WHAT YOU SHOULD DO -> Please show all lines of the records that include "HashMap".

#### PROVIDED ENTRIES ####

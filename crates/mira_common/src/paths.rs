//! Filesystem locations for daemon state.

use std::path::PathBuf;

/// State directory, `~/.mira`. Callers create it on demand.
pub fn state_dir() -> PathBuf {
    dirs::home_dir().unwrap_or_else(|| PathBuf::from(".")).join(".mira")
}

/// The persisted memory document.
pub fn memory_file() -> PathBuf {
    state_dir().join("memory.json")
}

/// The daemon configuration file.
pub fn config_file() -> PathBuf {
    state_dir().join("config.toml")
}
//! Cooperative shutdown flag shared across daemon tasks.
//!
//! Long-running loops poll the flag at their cycle boundaries; nothing is
//! interrupted mid-cycle.

use std::sync::atomic::{AtomicBool, Ordering};
use std::sync::Arc;

#[derive(Clone, Default)]
pub struct ShutdownSignal {
    flag: Arc<AtomicBool>,
}

impl ShutdownSignal {
    pub fn new() -> Self {
        Self::default()
    }

    /// Request shutdown. Idempotent.
    pub fn signal(&self) {
        self.flag.store(true, Ordering::SeqCst);
    }

    pub fn is_signalled(&self) -> bool {
        self.flag.load(Ordering::SeqCst)
    }
}
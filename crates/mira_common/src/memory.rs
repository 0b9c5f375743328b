//! Persisted assistant memory.
//!
//! Everything the daemon remembers lives in one JSON document under the
//! state directory. The store keeps the whole document in memory behind a
//! mutex and rewrites the file on every append, backup copy first, so the
//! worst crash loses one write and never both copies. All sequences are
//! bounded; retention is a sliding window that discards the oldest entries.

use std::collections::HashMap;
use std::fs;
use std::path::{Path, PathBuf};
use std::sync::Mutex;

use anyhow::{Context, Result};
use chrono::{DateTime, Local, Utc};
use serde::{Deserialize, Serialize};
use tracing::{info, warn};

use crate::notification::NotificationRecord;

/// Retention caps. Appends past a cap evict the oldest entries.
pub const MAX_CONVERSATIONS: usize = 500;
pub const MAX_NOTIFICATIONS: usize = 100;
pub const MAX_EVOLUTION_ENTRIES: usize = 100;

/// How many recent exchanges a context snapshot carries.
const CONTEXT_EXCHANGES: usize = 5;

/// One console exchange, with the context it happened in.
#[derive(Debug, Clone, PartialEq, Serialize, Deserialize)]
pub struct ConversationEntry {
    pub timestamp: DateTime<Utc>,
    pub user: String,
    pub assistant: String,
    #[serde(default)]
    pub context: ContextSnapshot,
}

/// Lightweight situational context captured alongside an exchange.
#[derive(Debug, Clone, Default, PartialEq, Serialize, Deserialize)]
pub struct ContextSnapshot {
    pub time: String,
    pub date: String,
    #[serde(default)]
    pub recent: Vec<ExchangeSummary>,
}

/// A past exchange reduced to its two lines.
#[derive(Debug, Clone, PartialEq, Serialize, Deserialize)]
pub struct ExchangeSummary {
    pub user: String,
    pub assistant: String,
}

/// One remembered response for a command prefix.
#[derive(Debug, Clone, PartialEq, Serialize, Deserialize)]
pub struct LearningEntry {
    pub response: String,
    pub timestamp: DateTime<Utc>,
    pub used_count: u32,
}

/// A pattern the evolution pass promoted from raw learnings.
#[derive(Debug, Clone, PartialEq, Serialize, Deserialize)]
pub struct PatternEntry {
    pub response: String,
    pub confidence: f64,
    pub last_used: DateTime<Utc>,
}

/// Audit record of one completed evolution pass.
#[derive(Debug, Clone, PartialEq, Serialize, Deserialize)]
pub struct EvolutionEntry {
    pub timestamp: DateTime<Utc>,
    pub conversations_count: usize,
    pub patterns_learned: usize,
    pub version: String,
}

/// Evolution bookkeeping that survives resets of the conversational log.
#[derive(Debug, Clone, PartialEq, Serialize, Deserialize)]
pub struct EvolutionData {
    pub version: String,
    pub created: DateTime<Utc>,
    #[serde(default)]
    pub upgrades: Vec<serde_json::Value>,
}

impl Default for EvolutionData {
    fn default() -> Self {
        Self {
            version: "1.0".to_string(),
            created: Utc::now(),
            upgrades: Vec::new(),
        }
    }
}

/// Persisted feature toggles. These ride along in the document so a fresh
/// install starts fully enabled.
#[derive(Debug, Clone, PartialEq, Serialize, Deserialize)]
pub struct Settings {
    #[serde(default = "default_true")]
    pub auto_reply: bool,
    #[serde(default = "default_true")]
    pub voice_enabled: bool,
    #[serde(default = "default_true")]
    pub learning_enabled: bool,
}

fn default_true() -> bool {
    true
}

impl Default for Settings {
    fn default() -> Self {
        Self {
            auto_reply: true,
            voice_enabled: true,
            learning_enabled: true,
        }
    }
}

/// The whole persisted document. Every field defaults so documents written
/// by older builds keep loading.
#[derive(Debug, Clone, Default, PartialEq, Serialize, Deserialize)]
pub struct PersistedState {
    #[serde(default)]
    pub conversations: Vec<ConversationEntry>,
    #[serde(default)]
    pub notifications: Vec<NotificationRecord>,
    #[serde(default)]
    pub learnings: HashMap<String, Vec<LearningEntry>>,
    #[serde(default)]
    pub learned_patterns: HashMap<String, Vec<PatternEntry>>,
    #[serde(default)]
    pub user_preferences: HashMap<String, serde_json::Value>,
    #[serde(default)]
    pub evolution_data: EvolutionData,
    #[serde(default)]
    pub evolution_history: Vec<EvolutionEntry>,
    #[serde(default)]
    pub settings: Settings,
}

impl PersistedState {
    fn context(&self) -> ContextSnapshot {
        let now = Local::now();
        let start = self.conversations.len().saturating_sub(CONTEXT_EXCHANGES);
        ContextSnapshot {
            time: now.format("%H:%M").to_string(),
            date: now.format("%Y-%m-%d").to_string(),
            recent: self.conversations[start..]
                .iter()
                .map(|c| ExchangeSummary {
                    user: c.user.clone(),
                    assistant: c.assistant.clone(),
                })
                .collect(),
        }
    }
}

/// Subset of the state worth keeping even if the main document is lost.
#[derive(Serialize)]
struct CriticalState<'a> {
    learned_patterns: &'a HashMap<String, Vec<PatternEntry>>,
    user_preferences: &'a HashMap<String, serde_json::Value>,
    evolution_data: &'a EvolutionData,
}

/// Normalized two-word prefix used as the learning key for a command.
/// Commands shorter than three words are too generic to key on.
pub fn pattern_key(input: &str) -> Option<String> {
    let words: Vec<&str> = input.split_whitespace().collect();
    if words.len() <= 2 {
        return None;
    }
    Some(format!("{} {}", words[0], words[1]).to_lowercase())
}

fn clamp_tail<T>(entries: &mut Vec<T>, cap: usize) {
    if entries.len() > cap {
        let excess = entries.len() - cap;
        entries.drain(..excess);
    }
}

/// Thread-safe handle over the persisted document.
///
/// Mutating methods hold the lock across both the in-memory change and the
/// file rewrite, so concurrent writers (monitor, console, evolution, the
/// periodic flush) serialize cleanly and every file on disk is some complete
/// prior state. A failed rewrite is logged and retried by whichever write
/// comes next; the in-memory change always sticks.
pub struct MemoryStore {
    path: PathBuf,
    backup_path: PathBuf,
    critical_path: PathBuf,
    state: Mutex<PersistedState>,
}

impl MemoryStore {
    /// Open the store at `path`, falling back to a fresh default state when
    /// the file is missing or unreadable. Never fails: a corrupt document
    /// costs history, not the daemon.
    pub fn open(path: PathBuf) -> Self {
        let state = match fs::read_to_string(&path) {
            Ok(raw) => match serde_json::from_str::<PersistedState>(&raw) {
                Ok(state) => state,
                Err(err) => {
                    warn!("memory file {} is unreadable ({err}), starting fresh", path.display());
                    PersistedState::default()
                }
            },
            Err(_) => {
                info!("no memory file at {}, starting fresh", path.display());
                PersistedState::default()
            }
        };
        if let Some(parent) = path.parent() {
            if let Err(err) = fs::create_dir_all(parent) {
                warn!("could not create state directory {}: {err}", parent.display());
            }
        }
        let backup_path = sibling_with_suffix(&path, ".backup");
        let critical_path = path.with_extension("critical.backup");
        Self {
            path,
            backup_path,
            critical_path,
            state: Mutex::new(state),
        }
    }

    /// Append one notification record, evicting the oldest past the cap.
    pub fn add_notification(&self, record: &NotificationRecord) {
        let mut state = self.state.lock().unwrap();
        state.notifications.push(record.clone());
        clamp_tail(&mut state.notifications, MAX_NOTIFICATIONS);
        self.autosave(&state);
    }

    /// Append one console exchange. The stored context reflects the state
    /// before this exchange.
    pub fn add_conversation(&self, user: &str, assistant: &str) {
        let mut state = self.state.lock().unwrap();
        let context = state.context();
        state.conversations.push(ConversationEntry {
            timestamp: Utc::now(),
            user: user.to_string(),
            assistant: assistant.to_string(),
            context,
        });
        clamp_tail(&mut state.conversations, MAX_CONVERSATIONS);
        self.autosave(&state);
    }

    /// Remember one response under a raw learning key.
    pub fn add_learning(&self, pattern: &str, response: &str) {
        let mut state = self.state.lock().unwrap();
        state
            .learnings
            .entry(pattern.to_string())
            .or_default()
            .push(LearningEntry {
                response: response.to_string(),
                timestamp: Utc::now(),
                used_count: 0,
            });
        self.autosave(&state);
    }

    /// How many responses are remembered under a raw learning key.
    pub fn learning_entries(&self, pattern: &str) -> usize {
        let state = self.state.lock().unwrap();
        state.learnings.get(pattern).map_or(0, Vec::len)
    }

    /// Latest promoted response for a command, if its prefix was ever learned.
    pub fn recall_pattern(&self, input: &str) -> Option<String> {
        let key = pattern_key(input)?;
        let state = self.state.lock().unwrap();
        state
            .learned_patterns
            .get(&key)
            .and_then(|entries| entries.last())
            .map(|entry| entry.response.clone())
    }

    /// Store a batch of promoted patterns in one critical section.
    pub fn absorb_patterns(&self, patterns: Vec<(String, PatternEntry)>) {
        if patterns.is_empty() {
            return;
        }
        let mut state = self.state.lock().unwrap();
        for (key, entry) in patterns {
            state.learned_patterns.entry(key).or_default().push(entry);
        }
        self.autosave(&state);
    }

    /// Distinct command prefixes in the promoted pattern table.
    pub fn learned_pattern_count(&self) -> usize {
        self.state.lock().unwrap().learned_patterns.len()
    }

    /// Trim every learning list down to its `keep` most recent entries.
    pub fn compact_learnings(&self, keep: usize) {
        let mut state = self.state.lock().unwrap();
        let mut compacted = false;
        for entries in state.learnings.values_mut() {
            if entries.len() > keep {
                clamp_tail(entries, keep);
                compacted = true;
            }
        }
        if compacted {
            self.autosave(&state);
        }
    }

    /// Append one evolution audit entry, evicting the oldest past the cap.
    pub fn record_evolution(&self, entry: EvolutionEntry) {
        let mut state = self.state.lock().unwrap();
        state.evolution_history.push(entry);
        clamp_tail(&mut state.evolution_history, MAX_EVOLUTION_ENTRIES);
        self.autosave(&state);
    }

    /// Completed evolution passes so far.
    pub fn evolution_cycles(&self) -> usize {
        self.state.lock().unwrap().evolution_history.len()
    }

    /// Copy of the evolution audit log, oldest first.
    pub fn evolution_history(&self) -> Vec<EvolutionEntry> {
        self.state.lock().unwrap().evolution_history.clone()
    }

    pub fn conversation_count(&self) -> usize {
        self.state.lock().unwrap().conversations.len()
    }

    pub fn notification_count(&self) -> usize {
        self.state.lock().unwrap().notifications.len()
    }

    /// Copy of the stored notifications, oldest first.
    pub fn notifications(&self) -> Vec<NotificationRecord> {
        self.state.lock().unwrap().notifications.clone()
    }

    /// The `n` most recent exchanges, oldest first.
    pub fn recent_conversations(&self, n: usize) -> Vec<ConversationEntry> {
        let state = self.state.lock().unwrap();
        let start = state.conversations.len().saturating_sub(n);
        state.conversations[start..].to_vec()
    }

    /// Case-insensitive search over both sides of every stored exchange.
    pub fn search_conversations(&self, query: &str) -> Vec<ConversationEntry> {
        let needle = query.to_lowercase();
        let state = self.state.lock().unwrap();
        state
            .conversations
            .iter()
            .filter(|c| {
                c.user.to_lowercase().contains(&needle)
                    || c.assistant.to_lowercase().contains(&needle)
            })
            .cloned()
            .collect()
    }

    /// Context snapshot for the next exchange.
    pub fn context(&self) -> ContextSnapshot {
        self.state.lock().unwrap().context()
    }

    pub fn settings(&self) -> Settings {
        self.state.lock().unwrap().settings.clone()
    }

    /// Rewrite both files from the current state.
    pub fn flush(&self) -> Result<()> {
        let state = self.state.lock().unwrap();
        self.write_files(&state)
    }

    /// Write the critical subset to its own sibling file. Unlike the main
    /// document this is never cycled through a backup; it is small and each
    /// rewrite is complete.
    pub fn write_critical_backup(&self) -> Result<()> {
        let state = self.state.lock().unwrap();
        let critical = CriticalState {
            learned_patterns: &state.learned_patterns,
            user_preferences: &state.user_preferences,
            evolution_data: &state.evolution_data,
        };
        let json = serde_json::to_string_pretty(&critical).context("serialize critical state")?;
        fs::write(&self.critical_path, json)
            .with_context(|| format!("write critical backup {}", self.critical_path.display()))?;
        Ok(())
    }

    fn autosave(&self, state: &PersistedState) {
        if let Err(err) = self.write_files(state) {
            warn!("memory flush failed, keeping in-memory state: {err:#}");
        }
    }

    /// Backup first, then the primary, both from the same in-memory state.
    /// A crash between the two writes leaves the backup holding a complete
    /// document.
    fn write_files(&self, state: &PersistedState) -> Result<()> {
        let json = serde_json::to_string_pretty(state).context("serialize memory state")?;
        if self.path.exists() {
            fs::write(&self.backup_path, &json)
                .with_context(|| format!("write backup {}", self.backup_path.display()))?;
        }
        fs::write(&self.path, json)
            .with_context(|| format!("write memory file {}", self.path.display()))?;
        Ok(())
    }
}

/// `memory.json` -> `memory.json.backup` (appends, unlike `with_extension`).
fn sibling_with_suffix(path: &Path, suffix: &str) -> PathBuf {
    let mut name = path.file_name().map(|n| n.to_os_string()).unwrap_or_default();
    name.push(suffix);
    path.with_file_name(name)
}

####

REPLY ->
use std::collections::HashMap;
    pub learnings: HashMap<String, Vec<LearningEntry>>,
    pub learned_patterns: HashMap<String, Vec<PatternEntry>>,
    pub user_preferences: HashMap<String, serde_json::Value>,
    learned_patterns: &'a HashMap<String, Vec<PatternEntry>>,
    user_preferences: &'a HashMap<String, serde_json::Value>,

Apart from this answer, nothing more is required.